Cardan had grown up in the balance, a wild thing to be cosseted by courtiers and scowled at by the High King. No one much liked him, and he told himself he cared little for anyone else. And if he sometimes thought about how he might do something to win his father's favour, something to make the Court respect him and love him, he kept that to himself. He certainly asked no one to tell him stories, and yet he found it was nice to be told one. He kept that to himself, too.
If there was one thing I craved more than anything else at the end of the Folk of Air trilogy, it was simply that: more.

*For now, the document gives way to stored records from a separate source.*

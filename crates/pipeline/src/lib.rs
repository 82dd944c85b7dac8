//! Incidence pipeline crate.
//!
//! Normalizes raw RKI rows, computes 7-day incidence per district and
//! serves the latest complete snapshot set to readers.

pub mod incidence;
pub mod normalize;
pub mod presenter;
pub mod refresh;
pub mod regions;
pub mod scheduler;

#[cfg(test)]
mod test_support;

pub use incidence::{as_of_date, compute_snapshot, compute_snapshot_set};
pub use normalize::{resolve_region, CaseRecords, NormalizeReport, Normalizer};
pub use presenter::{
    format_incidence, Direction, HeatPoint, Presenter, PresenterView, RegionIncidence,
    RegionView, SnapshotStore, SortKey, TableRow,
};
pub use refresh::{CycleOutcome, CycleSummary, PipelineState, PipelineStatus, RefreshPipeline, Stage};
pub use regions::{load_region_table, RegionHandle, RegionRefresher};
pub use scheduler::{spawn_refresh_scheduler, spawn_region_refresher};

More ethereal, bloodied adventures.
More loving, spiteful time with Jude and Cardan.
More fairy intrigue.
More barbed words and honeyed deals.
More of Elfhame itself.
But especially, especially, more Cardan.
For most of the three books, the story's told from Jude's perspective: we see how she sees, how she feels, what happens to her; which is all bloody tremendous because she's a kickass heroine and I love her surly face, but all those other moments, those unseen incidences which ultimately bring her to the conclusion of her story are hidden or relayed to her from potentially untrustworthy sources.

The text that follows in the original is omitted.